- Founded: 1993
- Founder: Dave Kelly, Janet Davidson
- Status: Active
- Genre: Dancehall, ragga, reggae
- Country of origin: Jamaica
- Official website: http://www.madhouserecords.com

= Madhouse Records (Jamaican record label) =

Jamaican record label

Madhouse Records is a record label founded by Dave Kelly and his business partner Janet Davidson. The label was named after its out-of-the-box approach to making music, which earned the label the name Madhouse. In 1987, Janet was living in London, running Germain Music along with producer Donovan Germain. She was also the manager of Maxi Priest. Dave's brother Anthony "Tony" Kelly was assistant engineer at Bob Marley's Tuff Gong label and Dave soon joined him there, learning the trade of engineering. Soon, the Kelly brothers joined Maxi Priest on the road as tour engineers. In 1988, Dave Kelly partnered with Germain to start Penthouse Productions, where he worked out of Penthouse studios as engineer, producer, writer, mixer, and beat maker for the label's records, playing a crucial role during Penthouse's glory days.

In 1993, Janet and Dave decided to leave Penthouse and start their own label, Madhouse Records. Janet ran the label and Dave made the records. They had success with Terror Fabulous, which signed them a record deal at major, East West America/Atlantic Records, which resulted in his album Yaga Yaga.

The label opened its own offices and the Boxx studio in 1996 in Kingston, Jamaica, which was the regular base for recording acts such as Buju Banton, Beenie Man, Bounty Killer, Baby Cham, Spragga Benz, Wayne Wonder, Lady Saw, Mr. Easy, Shaggy and Frisco Kid in the late 1990s.

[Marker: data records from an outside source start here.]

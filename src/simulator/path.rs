use ndarray::{s, Array1, Array2, ArrayView1, Axis};

/// A sampled 2D trajectory.
///
/// `positions` has shape `(steps, 2)`; row `i` is the position at `times[i]`.
#[derive(Clone, Debug)]
pub struct Path {
    times: Array1<f64>,
    positions: Array2<f64>,
    dt: f64,
}

impl Path {
    pub(crate) fn new(times: Array1<f64>, positions: Array2<f64>, dt: f64) -> Self {
        debug_assert_eq!(times.len(), positions.nrows());
        debug_assert_eq!(positions.ncols(), 2);
        Self {
            times,
            positions,
            dt,
        }
    }

    pub fn times(&self) -> &Array1<f64> {
        &self.times
    }

    pub fn positions(&self) -> &Array2<f64> {
        &self.positions
    }

    pub fn dt(&self) -> f64 {
        self.dt
    }

    pub fn len(&self) -> usize {
        self.positions.nrows()
    }

    pub fn is_empty(&self) -> bool {
        self.positions.nrows() == 0
    }

    /// First coordinate of every sample
    pub fn x(&self) -> ArrayView1<'_, f64> {
        self.positions.column(0)
    }

    /// Second coordinate of every sample
    pub fn y(&self) -> ArrayView1<'_, f64> {
        self.positions.column(1)
    }

    pub fn initial_position(&self) -> Option<[f64; 2]> {
        self.row(0)
    }

    pub fn final_position(&self) -> Option<[f64; 2]> {
        self.len().checked_sub(1).and_then(|i| self.row(i))
    }

    fn row(&self, i: usize) -> Option<[f64; 2]> {
        (i < self.len()).then(|| [self.positions[[i, 0]], self.positions[[i, 1]]])
    }

    /// Per-step displacements, shape `(steps - 1, 2)`.
    pub fn increments(&self) -> Array2<f64> {
        if self.len() < 2 {
            return Array2::zeros((0, 2));
        }
        &self.positions.slice(s![1.., ..]) - &self.positions.slice(s![..-1, ..])
    }

    /// Largest distance from the origin reached along each axis.
    pub fn max_abs_displacement(&self) -> [f64; 2] {
        let max_abs = |col: ArrayView1<'_, f64>| col.iter().fold(0.0f64, |m, v| m.max(v.abs()));
        [max_abs(self.x()), max_abs(self.y())]
    }
}

impl AsRef<Path> for Path {
    fn as_ref(&self) -> &Path {
        self
    }
}

/// A Kac walk trajectory together with the velocity that produced it.
///
/// `velocities` has the same shape as the positions. Row `i` holds the velocity
/// active between samples `i` and `i + 1`; the last row is the state left after the
/// final step.
#[derive(Clone, Debug)]
pub struct KacPath {
    path: Path,
    velocities: Array2<f64>,
    flips: usize,
}

impl KacPath {
    pub(crate) fn new(path: Path, velocities: Array2<f64>, flips: usize) -> Self {
        debug_assert_eq!(path.positions().dim(), velocities.dim());
        Self {
            path,
            velocities,
            flips,
        }
    }

    pub fn path(&self) -> &Path {
        &self.path
    }

    pub fn into_path(self) -> Path {
        self.path
    }

    pub fn positions(&self) -> &Array2<f64> {
        self.path.positions()
    }

    pub fn velocities(&self) -> &Array2<f64> {
        &self.velocities
    }

    /// Number of flip events that fired during the simulation
    pub fn flips(&self) -> usize {
        self.flips
    }
}

impl AsRef<Path> for KacPath {
    fn as_ref(&self) -> &Path {
        &self.path
    }
}

/// Independent trajectories drawn with one parameter setting.
#[derive(Clone, Debug)]
pub struct Ensemble<P = Path> {
    paths: Vec<P>,
}

impl<P> Ensemble<P> {
    pub fn with_capacity(capacity: usize) -> Self {
        Self {
            paths: Vec::with_capacity(capacity),
        }
    }

    pub fn push(&mut self, path: P) {
        self.paths.push(path);
    }

    pub fn paths(&self) -> &[P] {
        &self.paths
    }

    pub fn iter(&self) -> std::slice::Iter<'_, P> {
        self.paths.iter()
    }

    pub fn len(&self) -> usize {
        self.paths.len()
    }

    pub fn is_empty(&self) -> bool {
        self.paths.is_empty()
    }

    pub fn into_inner(self) -> Vec<P> {
        self.paths
    }
}

impl<P: AsRef<Path>> Ensemble<P> {
    /// Sample mean and variance of the pooled per-step increments, per coordinate.
    ///
    /// Returns `None` when fewer than two increments are available.
    pub fn increment_moments(&self) -> Option<IncrementMoments> {
        let pooled: Vec<Array2<f64>> = self.paths.iter().map(|p| p.as_ref().increments()).collect();
        let views: Vec<_> = pooled.iter().map(|a| a.view()).collect();
        let all = ndarray::concatenate(Axis(0), &views).ok()?;
        IncrementMoments::from_increments(&all)
    }
}

impl<P> IntoIterator for Ensemble<P> {
    type Item = P;
    type IntoIter = std::vec::IntoIter<P>;

    fn into_iter(self) -> Self::IntoIter {
        self.paths.into_iter()
    }
}

impl<'a, P> IntoIterator for &'a Ensemble<P> {
    type Item = &'a P;
    type IntoIter = std::slice::Iter<'a, P>;

    fn into_iter(self) -> Self::IntoIter {
        self.paths.iter()
    }
}

/// Empirical first and second moments of increments, per coordinate.
#[derive(Debug, Clone, Copy, PartialEq)]
pub struct IncrementMoments {
    pub count: usize,
    pub mean: [f64; 2],
    /// Unbiased sample variance
    pub variance: [f64; 2],
}

impl IncrementMoments {
    pub fn from_increments(increments: &Array2<f64>) -> Option<Self> {
        let n = increments.nrows();
        if n < 2 {
            return None;
        }
        let mean = increments.mean_axis(Axis(0))?;
        let variance = increments.var_axis(Axis(0), 1.0);
        Some(Self {
            count: n,
            mean: [mean[0], mean[1]],
            variance: [variance[0], variance[1]],
        })
    }
}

Madhouse created the Bogle, Pepper Seed, Joyride, Showtime, Fiesta, The Bug, Arab, Mi Nuh Know, Heartbeat, Medicine, Stink, Rae Rae, Haunted, and Eighty-Five riddims. Some of the biggest hits on the label were "Action" by Terror Fabulous & Nadine Sutherland, "Sycamore Tree" by Lady Saw, "Dude" by Beenie Man & Ms. Thing, "Slam" by Beenie Man, and "Ghetto Story" by Cham. In 2003, Madhouse signed a label deal with Atlantic Records, which released Baby Cham's Ghetto Story album.
==Artists==
- Baby Cham - Jamaican dancehall reggae artist from Kingston, Jamaica, who signed with Atlantic Records in 2005.
- Alias - a band formed by Wayne Wonder along with Dave Kelly, Baby Cham, Frisco Kid and Frankie Sly, and later Entourage.

==Former artists==
- Buju Banton - Jamaican dancehall ragga and reggae singer.
- Spragga Benz - Jamaican dancehall ragga artist hailing from Kingston, Jamaica.
- Wayne Wonder - Jamaican reggae and R&B artist from Kingston, Jamaica.
- Lady Saw - Jamaican dancehall artist known as the first lady of dancehall.
- Tanya Stephens - Jamaican dancehall and reggae singer known as one of the genre's most influential artists.
- Pinchers - Jamaican dancehall and reggae artist.
- Spice - Jamaican dancehall artist.
- Sean Paul

==Producers and engineers==
- Dave Kelly — songwriter, musician, producer and engineer from Kingston, Jamaica, and the co-founder of Madhouse Records.
- Janet Davidson — a business manager from London, England, who, alongside Dave Kelly, helped found Madhouse Records.